Collected data entries

————

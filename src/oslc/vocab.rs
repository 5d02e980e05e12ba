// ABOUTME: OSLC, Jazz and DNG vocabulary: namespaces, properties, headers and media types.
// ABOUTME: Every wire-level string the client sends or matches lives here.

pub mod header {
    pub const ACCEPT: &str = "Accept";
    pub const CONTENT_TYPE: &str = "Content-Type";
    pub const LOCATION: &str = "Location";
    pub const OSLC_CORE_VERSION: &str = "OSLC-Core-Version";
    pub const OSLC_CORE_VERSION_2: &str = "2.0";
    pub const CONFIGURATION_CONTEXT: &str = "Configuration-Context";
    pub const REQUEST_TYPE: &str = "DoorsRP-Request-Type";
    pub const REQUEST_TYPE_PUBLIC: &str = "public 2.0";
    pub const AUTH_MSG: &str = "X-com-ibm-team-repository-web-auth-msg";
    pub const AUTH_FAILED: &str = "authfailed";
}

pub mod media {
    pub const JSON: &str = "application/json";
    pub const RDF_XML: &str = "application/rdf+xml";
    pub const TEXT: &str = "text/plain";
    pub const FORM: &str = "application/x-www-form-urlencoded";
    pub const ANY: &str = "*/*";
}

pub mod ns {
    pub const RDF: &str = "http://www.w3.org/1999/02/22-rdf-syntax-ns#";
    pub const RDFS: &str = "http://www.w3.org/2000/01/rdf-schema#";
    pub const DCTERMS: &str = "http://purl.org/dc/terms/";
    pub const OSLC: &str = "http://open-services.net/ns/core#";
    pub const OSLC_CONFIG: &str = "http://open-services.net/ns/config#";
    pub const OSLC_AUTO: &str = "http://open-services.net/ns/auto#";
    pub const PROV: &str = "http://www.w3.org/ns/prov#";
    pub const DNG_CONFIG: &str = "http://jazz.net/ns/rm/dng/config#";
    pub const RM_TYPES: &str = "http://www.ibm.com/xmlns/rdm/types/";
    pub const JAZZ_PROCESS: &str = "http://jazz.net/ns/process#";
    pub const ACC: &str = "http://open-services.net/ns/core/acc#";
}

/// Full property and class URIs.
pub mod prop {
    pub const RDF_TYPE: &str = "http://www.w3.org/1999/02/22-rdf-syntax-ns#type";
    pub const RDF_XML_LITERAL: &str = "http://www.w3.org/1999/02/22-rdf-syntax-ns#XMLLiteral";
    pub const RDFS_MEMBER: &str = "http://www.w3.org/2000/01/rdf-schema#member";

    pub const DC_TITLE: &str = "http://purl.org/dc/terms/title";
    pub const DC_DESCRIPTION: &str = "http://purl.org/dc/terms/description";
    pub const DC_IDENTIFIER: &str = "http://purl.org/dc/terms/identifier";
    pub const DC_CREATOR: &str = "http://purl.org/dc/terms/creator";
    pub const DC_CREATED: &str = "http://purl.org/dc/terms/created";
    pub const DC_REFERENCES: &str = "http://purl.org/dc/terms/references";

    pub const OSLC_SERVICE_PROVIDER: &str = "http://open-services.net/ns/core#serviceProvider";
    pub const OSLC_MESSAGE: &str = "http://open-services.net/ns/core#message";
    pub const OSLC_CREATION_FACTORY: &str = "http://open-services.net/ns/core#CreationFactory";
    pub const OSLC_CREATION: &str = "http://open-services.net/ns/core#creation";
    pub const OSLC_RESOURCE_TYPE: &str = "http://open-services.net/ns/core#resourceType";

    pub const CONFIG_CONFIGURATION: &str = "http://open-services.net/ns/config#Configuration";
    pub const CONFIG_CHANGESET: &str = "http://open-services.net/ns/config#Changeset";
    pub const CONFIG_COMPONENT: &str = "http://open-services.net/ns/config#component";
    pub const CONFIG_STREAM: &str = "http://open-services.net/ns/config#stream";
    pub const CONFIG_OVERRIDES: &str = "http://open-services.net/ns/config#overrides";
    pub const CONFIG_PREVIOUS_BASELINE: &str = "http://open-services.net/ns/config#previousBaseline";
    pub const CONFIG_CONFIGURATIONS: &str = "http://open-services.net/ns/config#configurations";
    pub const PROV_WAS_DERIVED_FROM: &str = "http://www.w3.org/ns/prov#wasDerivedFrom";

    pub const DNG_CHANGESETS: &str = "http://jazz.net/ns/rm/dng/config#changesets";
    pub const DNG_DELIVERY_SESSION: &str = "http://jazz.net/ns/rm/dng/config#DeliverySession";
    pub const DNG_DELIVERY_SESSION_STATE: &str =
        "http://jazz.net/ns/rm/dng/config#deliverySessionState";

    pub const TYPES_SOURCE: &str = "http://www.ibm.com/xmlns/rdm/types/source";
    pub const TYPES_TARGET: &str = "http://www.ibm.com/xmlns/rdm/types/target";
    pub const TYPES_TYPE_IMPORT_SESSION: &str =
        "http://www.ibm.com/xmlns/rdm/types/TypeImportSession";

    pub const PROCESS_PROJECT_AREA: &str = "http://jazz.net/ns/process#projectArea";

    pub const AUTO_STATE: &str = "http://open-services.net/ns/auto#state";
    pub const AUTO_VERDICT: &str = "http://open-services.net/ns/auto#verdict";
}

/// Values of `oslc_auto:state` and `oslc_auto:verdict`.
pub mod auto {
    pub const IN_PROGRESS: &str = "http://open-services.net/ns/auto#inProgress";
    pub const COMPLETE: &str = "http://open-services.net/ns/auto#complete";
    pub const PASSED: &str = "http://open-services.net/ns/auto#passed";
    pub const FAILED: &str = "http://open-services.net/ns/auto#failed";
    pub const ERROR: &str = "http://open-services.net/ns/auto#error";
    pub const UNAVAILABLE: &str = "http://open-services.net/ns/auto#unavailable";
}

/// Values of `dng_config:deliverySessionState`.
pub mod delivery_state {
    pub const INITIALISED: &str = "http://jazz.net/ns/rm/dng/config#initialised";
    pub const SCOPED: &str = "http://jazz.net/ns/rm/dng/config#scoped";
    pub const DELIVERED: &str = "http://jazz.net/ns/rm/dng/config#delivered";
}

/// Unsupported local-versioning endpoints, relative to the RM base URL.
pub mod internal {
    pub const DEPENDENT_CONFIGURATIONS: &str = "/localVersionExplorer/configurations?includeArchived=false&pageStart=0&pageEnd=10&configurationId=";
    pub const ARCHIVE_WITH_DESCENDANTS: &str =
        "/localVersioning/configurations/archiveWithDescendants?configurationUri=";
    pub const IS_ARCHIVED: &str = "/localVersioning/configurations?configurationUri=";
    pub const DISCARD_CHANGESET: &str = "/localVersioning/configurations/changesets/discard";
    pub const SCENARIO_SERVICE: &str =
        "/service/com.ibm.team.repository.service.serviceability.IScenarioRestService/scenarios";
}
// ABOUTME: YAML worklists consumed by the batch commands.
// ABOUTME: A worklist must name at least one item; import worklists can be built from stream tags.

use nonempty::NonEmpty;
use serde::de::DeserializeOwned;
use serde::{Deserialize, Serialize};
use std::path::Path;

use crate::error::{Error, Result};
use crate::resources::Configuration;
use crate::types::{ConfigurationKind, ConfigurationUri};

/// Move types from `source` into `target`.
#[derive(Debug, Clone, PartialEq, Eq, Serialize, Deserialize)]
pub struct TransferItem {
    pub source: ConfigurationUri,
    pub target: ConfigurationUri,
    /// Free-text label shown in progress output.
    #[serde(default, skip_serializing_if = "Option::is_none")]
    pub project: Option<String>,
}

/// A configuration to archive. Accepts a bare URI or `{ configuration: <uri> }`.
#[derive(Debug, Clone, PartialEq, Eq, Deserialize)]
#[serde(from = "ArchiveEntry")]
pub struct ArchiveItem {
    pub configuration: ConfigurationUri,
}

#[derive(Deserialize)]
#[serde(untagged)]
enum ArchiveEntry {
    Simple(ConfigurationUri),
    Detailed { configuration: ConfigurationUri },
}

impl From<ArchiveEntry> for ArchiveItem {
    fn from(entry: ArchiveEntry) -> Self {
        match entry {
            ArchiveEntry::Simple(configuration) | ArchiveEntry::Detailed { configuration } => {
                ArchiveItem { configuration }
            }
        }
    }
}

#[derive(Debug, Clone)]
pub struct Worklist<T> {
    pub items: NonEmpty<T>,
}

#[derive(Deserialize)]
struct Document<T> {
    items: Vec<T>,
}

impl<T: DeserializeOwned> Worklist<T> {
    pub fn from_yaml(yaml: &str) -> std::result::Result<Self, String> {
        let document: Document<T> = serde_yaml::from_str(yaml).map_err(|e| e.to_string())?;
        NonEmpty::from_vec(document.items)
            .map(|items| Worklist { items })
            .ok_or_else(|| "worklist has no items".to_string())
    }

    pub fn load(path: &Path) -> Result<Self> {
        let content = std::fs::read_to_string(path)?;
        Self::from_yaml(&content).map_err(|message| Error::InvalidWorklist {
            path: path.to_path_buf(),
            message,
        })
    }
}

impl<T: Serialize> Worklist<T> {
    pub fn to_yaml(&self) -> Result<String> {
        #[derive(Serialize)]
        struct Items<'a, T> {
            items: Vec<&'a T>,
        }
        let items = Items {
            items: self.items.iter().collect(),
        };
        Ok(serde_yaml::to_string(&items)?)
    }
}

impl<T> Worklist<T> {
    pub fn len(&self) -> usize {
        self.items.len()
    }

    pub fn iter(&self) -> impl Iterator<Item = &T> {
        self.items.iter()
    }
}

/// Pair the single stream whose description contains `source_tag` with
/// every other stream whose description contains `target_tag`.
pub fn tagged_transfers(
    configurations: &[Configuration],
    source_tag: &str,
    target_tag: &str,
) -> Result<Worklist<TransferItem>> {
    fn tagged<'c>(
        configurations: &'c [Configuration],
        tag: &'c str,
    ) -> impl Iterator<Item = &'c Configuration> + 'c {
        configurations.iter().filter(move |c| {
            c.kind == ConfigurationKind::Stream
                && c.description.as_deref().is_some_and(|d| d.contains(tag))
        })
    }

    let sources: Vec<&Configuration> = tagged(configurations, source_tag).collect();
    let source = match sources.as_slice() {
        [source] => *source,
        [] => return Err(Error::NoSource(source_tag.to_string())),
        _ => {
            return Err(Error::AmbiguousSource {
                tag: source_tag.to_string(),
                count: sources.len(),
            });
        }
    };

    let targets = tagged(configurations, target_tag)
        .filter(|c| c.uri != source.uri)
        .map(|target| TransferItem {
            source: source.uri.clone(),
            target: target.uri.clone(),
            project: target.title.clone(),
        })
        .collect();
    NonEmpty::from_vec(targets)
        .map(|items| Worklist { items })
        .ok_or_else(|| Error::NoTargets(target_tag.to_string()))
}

————

* DIRECTIONS *
Quote exactly the stretch of lines above that starts at the first one and ends at the line with "pub const TEXT: &str", and nothing beyond it.

* SOLUTION TO THE EXERCISE *
filename src/oslc/vocab.rs
repository 5d02e980e05e12ba
// ABOUTME: OSLC, Jazz and DNG vocabulary: namespaces, properties, headers and media types.
// ABOUTME: Every wire-level string the client sends or matches lives here.

pub mod header {
    pub const ACCEPT: &str = "Accept";
    pub const CONTENT_TYPE: &str = "Content-Type";
    pub const LOCATION: &str = "Location";
    pub const OSLC_CORE_VERSION: &str = "OSLC-Core-Version";
    pub const OSLC_CORE_VERSION_2: &str = "2.0";
    pub const CONFIGURATION_CONTEXT: &str = "Configuration-Context";
    pub const REQUEST_TYPE: &str = "DoorsRP-Request-Type";
    pub const REQUEST_TYPE_PUBLIC: &str = "public 2.0";
    pub const AUTH_MSG: &str = "X-com-ibm-team-repository-web-auth-msg";
    pub const AUTH_FAILED: &str = "authfailed";
}

pub mod media {
    pub const JSON: &str = "application/json";
    pub const RDF_XML: &str = "application/rdf+xml";
    pub const TEXT: &str = "text/plain";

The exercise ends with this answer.